Saying the show’s copyright and the cast’s likeness and reputations have been seriously damaged, the company announced it will file complaints against a large number of offending channels.
In a statement on Oct. 28, Chonjang Entertainment said that full clips from "I Am Solo" and related programs ― including "I Am Solo, Love Forever," "Trouble Travel," and "Chonjang Jujeom" ― are being routinely uploaded to YouTube without permission, often repackaged with sensational thumbnails and misleading claims. The company argues the surge of unauthorized copies has eroded the shows’ market value and, more troublingly, trampled the privacy and portrait rights of everyday contestants.
According to the company, one channel amassed a staggering 34.9 million views with illegal uploads. A plastic-surgery channel allegedly screen-captured broadcast footage to rate contestants’ appearances, drawing 800,000 to 900,000 views. Another reviewer has posted 16 videos since March 2025 ― including a provocatively titled review targeting viewers “bad at dating” and focusing on the show’s 28th “divorced singles” season ― by holding contestants’ broadcast images on screen for extended periods, racking up roughly 2.349 million views in total.
Since the series premiered in July 2021, several participants have repeatedly reported mental distress amid body-shaming, ridicule and online slander, the company noted.
Some YouTubers have cited Articles 28 and 35 of Korea’s Copyright Act ― which allow quotation for reporting, criticism, education or research ― as a defense. Chonjang counters that variety-show “reviews” don’t qualify as criticism of the work itself, and that evaluations of a contestant’s personality, looks or private life are invasions of an individual’s dignity and privacy, not protected criticism.

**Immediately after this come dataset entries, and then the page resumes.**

//! bloomier — compact probabilistic data structures over a range-limited
//! keyed hash.
//!
//! - [`RangeHasher`]: maps arbitrary input to a uniform integer in
//!   `[0, radix)` by rejection sampling over SHA-512 / HMAC-SHA-512 digest
//!   chunks.
//! - [`BloomFilter`]: set membership via Kirsch-Mitzenmacher double hashing.
//!   No false negatives; tunable false-positive rate.
//! - [`Dict`] / [`CompressedDict`]: a Bloomier static key→value dictionary
//!   built over a random acyclic graph. Keys and values are fixed at
//!   construction; lookups are O(1), or O(log n) in the compressed form.
//!
//! ```
//! use bloomier::{Dict, RangeHasher, compute_table_length};
//!
//! let keys = ["This", "is", "cool!"];
//! let values = ["secret", "stuff", ""];
//!
//! let table_length = compute_table_length(keys.len());
//! let mut hasher = RangeHasher::keyed_random(table_length as u32)?;
//! let mut dict = Dict::new(table_length, 6, 2, 8)?;
//! dict.create(&mut hasher, &keys, &values)?;
//!
//! assert_eq!(dict.get(&mut hasher, b"This")?, b"secret");
//! assert!(dict.get(&mut hasher, b"hella").is_err());
//! # Ok::<(), bloomier::Error>(())
//! ```

mod bits;
mod bloom;
mod dict;
mod error;
mod graph;
mod hash;

pub use bits::{BitVec, ceil_log2};
pub use bloom::BloomFilter;
pub use dict::{CompressedDict, Dict, DictParams, compute_table_length};
pub use error::Error;
pub use hash::{DIGEST_BITS, DIGEST_BYTES, HMAC_KEY_BYTES, RangeHasher};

“The ‘criticism’ allowed under Article 28 does not cover comments like ‘this contestant’s personality is X,’ ‘their looks are Y,’ or ‘their private life is Z,’” Nam Gyu-hong said, stressing that courts have repeatedly found that ad hominem commentary and personal insults aimed at variety-show participants fall outside the scope of criticism under copyright law and instead veer into defamation or insult.
Under current law, copyright infringement in Korea can be punished by up to five years in prison or fines of up to 50 million won. Civilly, rightsholders may claim statutory damages of up to 10 million won per work ― and up to 50 million won for willful, for-profit infringement.